El interés actual por comprender el cerebro humano es enorme. Más en épocas en que las preocupaciones de los especialistas han permeado al gran público gracias a la Inteligencia Artificial (IA).
Todos los días escuchamos más avances, al mismo tiempo que no faltan voces agoreras que predicen desgracias, entre las que no son menores la pérdida de empleos (por lo que todo el mundo se preocupa) y la dominación que las máquinas “inteligentes” tendrán en un futuro -no tan lejano que no se pueda atisbar- sobre la humanidad.
El estudio de la inteligencia humana, más que respuestas produce diariamente múltiples preguntas: ¿Qué es? ¿Cómo funciona? ¿Crece o mengua de generación en generación? ¿Cuáles son sus límites? ¿En qué coincide y en qué se diferencia con la “inteligencia” de otros animales? ¿Puede ser comprendida de modo tal que pueda ser manipulada?… Un modo de investigar que, como es sabido, no demuestra ignorancia, sino todo lo contrario: cuantas más preguntas se abren sobre la inteligencia, es señal clara de que vamos poco a poco conociendo más acerca de su naturaleza.
De hecho, la inteligencia está en esa zona gris entre lo pragmático (ciencia) y lo especulativo (filosofía, antropología), que hace muy difícil llegar a conclusiones firmes respecto a cualquier pregunta que nos hagamos sobre ella, tanto desde la ciencia como desde la filosofía.
A partir de uno o varios modelos cerebrales -que como todo patrón representativo son útiles para explicar cómo funciona algo, aunque estén lejos de comprender a fondo lo que estudian- numerosos estudios y proyectos de IA están teniendo éxito;basándose en una creencia bastante razonable, que dice que solo estaremos en disposición de comprender la inteligencia cuando logremos simularla artificialmente… una tradición que viene de lejos y que se basa en la explicación del premio Nobel Santiago Ramón y Cajal con respecto a la forma en que explicóel funcionamiento cerebral basándose en las neuronas y sus conexiones.
De hecho, la IA en general se basa en la construcción de redes neuronales artificiales, empleadas por los sistemas de “deep learning”, que fundamentan los asombrosos avances que vemos hoy día en este campo científico.

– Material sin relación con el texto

//! The checkpointed batch send loop for one run.
//!
//! Pages recipients, sends each page in fixed-size concurrent sub-batches,
//! persists progress after every sub-batch, paces between sub-batches, and
//! polls the cancellation flag at page boundaries. One bad recipient never
//! blocks the others; source and state-store failures abort the loop with
//! all progress preserved, so the run stays resumable.

use crate::cancel::CancelFlag;
use crate::config::{PACE_MS, PAGE_SIZE, SEND_TIMEOUT_SECS, SUB_BATCH_SIZE};
use crate::job::{Recipient, RunSpec};
use crate::ledger::ProgressLedger;
use crate::source::{RecipientSource, SourceError};
use crate::state::StateError;
use crate::transport::{SendError, SendOptions, Transport};
use futures_util::future::join_all;
use std::sync::Arc;
use std::time::Duration;
use thiserror::Error;
use tracing::{info, warn};

/// How a dispatch loop ended when it did not fail
#[derive(Debug, Clone, Copy, PartialEq, Eq)]
pub enum RunOutcome {
    /// The recipient source was exhausted (or the fixed test list was
    /// processed once)
    Completed,
    /// The cancellation flag was observed at a page boundary
    Cancelled,
}

/// The loop aborted; counters and cursor reflect all resolved sends
#[derive(Error, Debug)]
pub enum DispatchError {
    /// Fetching the next page failed
    #[error("recipient source failed: {0}")]
    Source(#[from] SourceError),
    /// Progress can no longer be tracked safely
    #[error("state store failed: {0}")]
    State(#[from] StateError),
}

/// Timing knobs for the loop.
///
/// The default sub-batch pace is a deliberate backpressure mechanism that
/// keeps the run under the Transport's external rate limit; do not shorten
/// it without an equivalent limiter.
#[derive(Debug, Clone, Copy)]
pub struct DispatchTiming {
    /// Pause between sub-batches
    pub pace: Duration,
    /// Per-send deadline; expiry counts as a send failure
    pub send_timeout: Duration,
}

impl Default for DispatchTiming {
    fn default() -> Self {
        Self {
            pace: Duration::from_millis(PACE_MS),
            send_timeout: Duration::from_secs(SEND_TIMEOUT_SECS),
        }
    }
}

/// Executes the send loop for one run
pub struct BatchDispatcher {
    run_id: String,
    spec: Arc<RunSpec>,
    ledger: ProgressLedger,
    cancel: CancelFlag,
    transport: Arc<dyn Transport>,
    source: Arc<dyn RecipientSource>,
    timing: DispatchTiming,
}

impl BatchDispatcher {
    /// Wire a dispatcher for one run
    #[must_use]
    pub fn new(
        run_id: impl Into<String>,
        spec: Arc<RunSpec>,
        ledger: ProgressLedger,
        cancel: CancelFlag,
        transport: Arc<dyn Transport>,
        source: Arc<dyn RecipientSource>,
        timing: DispatchTiming,
    ) -> Self {
        Self {
            run_id: run_id.into(),
            spec,
            ledger,
            cancel,
            transport,
            source,
            timing,
        }
    }

    /// Run until completion, cancellation, or an unrecoverable error.
    ///
    /// Resumes from the ledger's cursor; a run whose `completed` flag is
    /// already set returns immediately without re-entering the loop.
    ///
    /// # Errors
    ///
    /// Returns a [`DispatchError`] if paging or state persistence fails;
    /// the run remains resumable from the last persisted cursor.
    pub async fn run(&self) -> Result<RunOutcome, DispatchError> {
        if self.ledger.is_completed().await? {
            info!(run_id = %self.run_id, "run already completed, nothing to do");
            return Ok(RunOutcome::Completed);
        }

        let opts = SendOptions {
            buttons: self.spec.buttons.clone(),
        };
        let mut cursor = self.ledger.cursor().await?;
        let (sent, errors) = self.ledger.counts().await?;
        info!(
            run_id = %self.run_id,
            sent, errors, cursor,
            "entering dispatch loop"
        );

        loop {
            // Cancellation is polled at page boundaries only; an in-flight
            // sub-batch always finishes first.
            if self.cancel.is_cancelled(&self.run_id).await? {
                info!(run_id = %self.run_id, "cancellation flag observed, stopping");
                return Ok(RunOutcome::Cancelled);
            }

            // A fixed test list is processed exactly once and never marks
            // the durable completed flag.
            let (page, single_pass) = match &self.spec.test_recipients {
                Some(list) => (list.clone(), true),
                None => (self.source.fetch_page(cursor, PAGE_SIZE).await?, false),
            };

            if page.is_empty() {
                if !single_pass {
                    self.ledger.mark_completed().await?;
                }
                info!(run_id = %self.run_id, "all recipients processed");
                return Ok(RunOutcome::Completed);
            }

            for batch in page.chunks(SUB_BATCH_SIZE) {
                self.send_sub_batch(batch, &opts).await?;
                if let Some(last) = batch.last() {
                    cursor = last.key;
                    // Strictly after the sub-batch resolves: a crash before
                    // this point re-attempts the whole sub-batch on resume.
                    self.ledger.set_cursor(cursor).await?;
                }
                tokio::time::sleep(self.timing.pace).await;
            }

            if single_pass {
                info!(run_id = %self.run_id, "test recipient pass finished");
                return Ok(RunOutcome::Completed);
            }
        }
    }

    /// Send one sub-batch concurrently, then apply its counter deltas.
    async fn send_sub_batch(
        &self,
        batch: &[Recipient],
        opts: &SendOptions,
    ) -> Result<(), DispatchError> {
        let results = join_all(batch.iter().map(|r| self.send_one(r, opts))).await;

        let mut sent = 0u64;
        let mut errors = 0u64;
        for (recipient, result) in batch.iter().zip(results) {
            match result {
                Ok(()) => sent += 1,
                Err(e) => {
                    errors += 1;
                    warn!(
                        run_id = %self.run_id,
                        chat_id = recipient.chat_id,
                        "send failed: {e}"
                    );
                }
            }
        }
        if sent > 0 {
            self.ledger.add_sent(sent).await?;
        }
        if errors > 0 {
            self.ledger.add_errors(errors).await?;
        }
        Ok(())
    }

    /// One recipient's send with the per-send deadline applied. A stalled
    /// send must not hold up the rest of the sub-batch forever.
    async fn send_one(&self, recipient: &Recipient, opts: &SendOptions) -> Result<(), SendError> {
        let delivery = async {
            match &self.spec.image_url {
                Some(url) => {
                    self.transport
                        .send_photo(recipient.chat_id, url, &self.spec.message_text, opts)
                        .await
                }
                None => {
                    self.transport
                        .send_text(recipient.chat_id, &self.spec.message_text, opts)
                        .await
                }
            }
        };
        match tokio::time::timeout(self.timing.send_timeout, delivery).await {
            Ok(result) => result,
            Err(_) => Err(SendError::Timeout(self.timing.send_timeout)),
        }
    }
}
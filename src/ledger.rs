//! Durable progress counters and resume cursor for one broadcast run.
//!
//! Keys follow the `{run_id}:{field}` scheme. All reads default to 0/false
//! for unknown keys so a fresh run starts cleanly. Increments are persisted
//! after the corresponding send attempts resolve; a crash between a send
//! and its persisted increment means the attempt is repeated on resume.
//! That at-least-once gap is accepted, never hidden.

use crate::state::{StateError, StateStore};
use std::sync::Arc;

/// Durable counters and cursor for one run, keyed by run identifier
#[derive(Clone)]
pub struct ProgressLedger {
    store: Arc<dyn StateStore>,
    run_id: String,
}

impl ProgressLedger {
    /// Bind a ledger to a run identifier
    pub fn new(store: Arc<dyn StateStore>, run_id: impl Into<String>) -> Self {
        Self {
            store,
            run_id: run_id.into(),
        }
    }

    fn key(&self, field: &str) -> String {
        format!("{}:{}", self.run_id, field)
    }

    async fn read_u64(&self, field: &str) -> Result<u64, StateError> {
        Ok(self
            .store
            .get(&self.key(field))
            .await?
            .and_then(|v| v.parse().ok())
            .unwrap_or(0))
    }

    async fn add(&self, field: &str, n: u64) -> Result<(), StateError> {
        let current = self.read_u64(field).await?;
        self.store
            .set(&self.key(field), &(current + n).to_string())
            .await
    }

    /// Record one successful send
    ///
    /// # Errors
    ///
    /// Returns an error if the store is unavailable.
    pub async fn increment_sent(&self) -> Result<(), StateError> {
        self.add_sent(1).await
    }

    /// Record one failed send
    ///
    /// # Errors
    ///
    /// Returns an error if the store is unavailable.
    pub async fn increment_errors(&self) -> Result<(), StateError> {
        self.add_errors(1).await
    }

    /// Record `n` successful sends at once (used after a sub-batch joins)
    ///
    /// # Errors
    ///
    /// Returns an error if the store is unavailable.
    pub async fn add_sent(&self, n: u64) -> Result<(), StateError> {
        self.add("messages_sent", n).await
    }

    /// Record `n` failed sends at once
    ///
    /// # Errors
    ///
    /// Returns an error if the store is unavailable.
    pub async fn add_errors(&self, n: u64) -> Result<(), StateError> {
        self.add("errors", n).await
    }

    /// Current `(sent, errors)` counters, 0/0 for an unknown run
    ///
    /// # Errors
    ///
    /// Returns an error if the store is unavailable.
    pub async fn counts(&self) -> Result<(u64, u64), StateError> {
        Ok((
            self.read_u64("messages_sent").await?,
            self.read_u64("errors").await?,
        ))
    }

    /// Last processed recipient key, 0 for a fresh run.
    ///
    /// The cursor only ever advances within a run; the dispatcher persists
    /// it in source order, strictly after a sub-batch's sends resolve.
    ///
    /// # Errors
    ///
    /// Returns an error if the store is unavailable.
    pub async fn cursor(&self) -> Result<i64, StateError> {
        Ok(self
            .store
            .get(&self.key("last_recipient_key"))
            .await?
            .and_then(|v| v.parse().ok())
            .unwrap_or(0))
    }

    /// Persist the resume cursor
    ///
    /// # Errors
    ///
    /// Returns an error if the store is unavailable.
    pub async fn set_cursor(&self, cursor: i64) -> Result<(), StateError> {
        self.store
            .set(&self.key("last_recipient_key"), &cursor.to_string())
            .await
    }

    /// Mark the recipient source exhausted for this run. Sticky: once set,
    /// the dispatcher never re-enters the loop for this run identifier.
    ///
    /// # Errors
    ///
    /// Returns an error if the store is unavailable.
    pub async fn mark_completed(&self) -> Result<(), StateError> {
        self.store.set(&self.key("completed"), "1").await
    }

    /// Whether this run already drained its recipient source
    ///
    /// # Errors
    ///
    /// Returns an error if the store is unavailable.
    pub async fn is_completed(&self) -> Result<bool, StateError> {
        Ok(self.store.get(&self.key("completed")).await?.is_some())
    }
}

Sin embargo, como se titula esta nota, el mapa no es el territorio: imitar como funcionan las conexiones neuronales no es haber logrado descifrar la inteligencia… y los científicos, y los filósofos lo saben.
Como se dice en los ambientes en que esto se estudia, “Big data no es conocimiento”. Una frase que resume muy bien lo que venimos tratando de explicar, y que podría complementarse diciendo que describir no es comprender.
“Parte del problema –escribe Kelly Clancy en un artículo publicado en Wired hace unos años– es lo que señaló el escritor Lewis Carroll hace ya más de un siglo. Carroll imaginó un país tan obsesionado con la exactitud cartográfica que ampliaba una y otra vez la escala de sus mapas: primero, un centímetro por kilómetro; después, seis; y, al final, un kilómetro por kilómetro. Un mapa de esa magnitud es impresionante, no cabe duda. Pero ¿qué puede enseñar? Incluso aunque los neurocientíficos fueran capaces de recrear con exactitud la inteligencia a través de la simulación de cada molécula que existe en el cerebro, no habrían encontrado los principios subyacentes a la cognición”: el mapa no es el territorio.
Lo paradójico de todo esto es que, en realidad, elcerebro es algo completamente diferente a una computadora: una neurona no tiene nada que ver con un switch binario que se puede apagar o encender, que deja pasar o no impulsos eléctricos a través suyo: las neuronas no responden mecánicamente, sino analógicamente; y aquí, en la realidad analógica de la mente se encuentra el misterio ¿cómo comprender a fondo algo que no se sujeta a leyes físicas, químicas, lógicas o matemáticas, pero que usa de ellas para funcionar?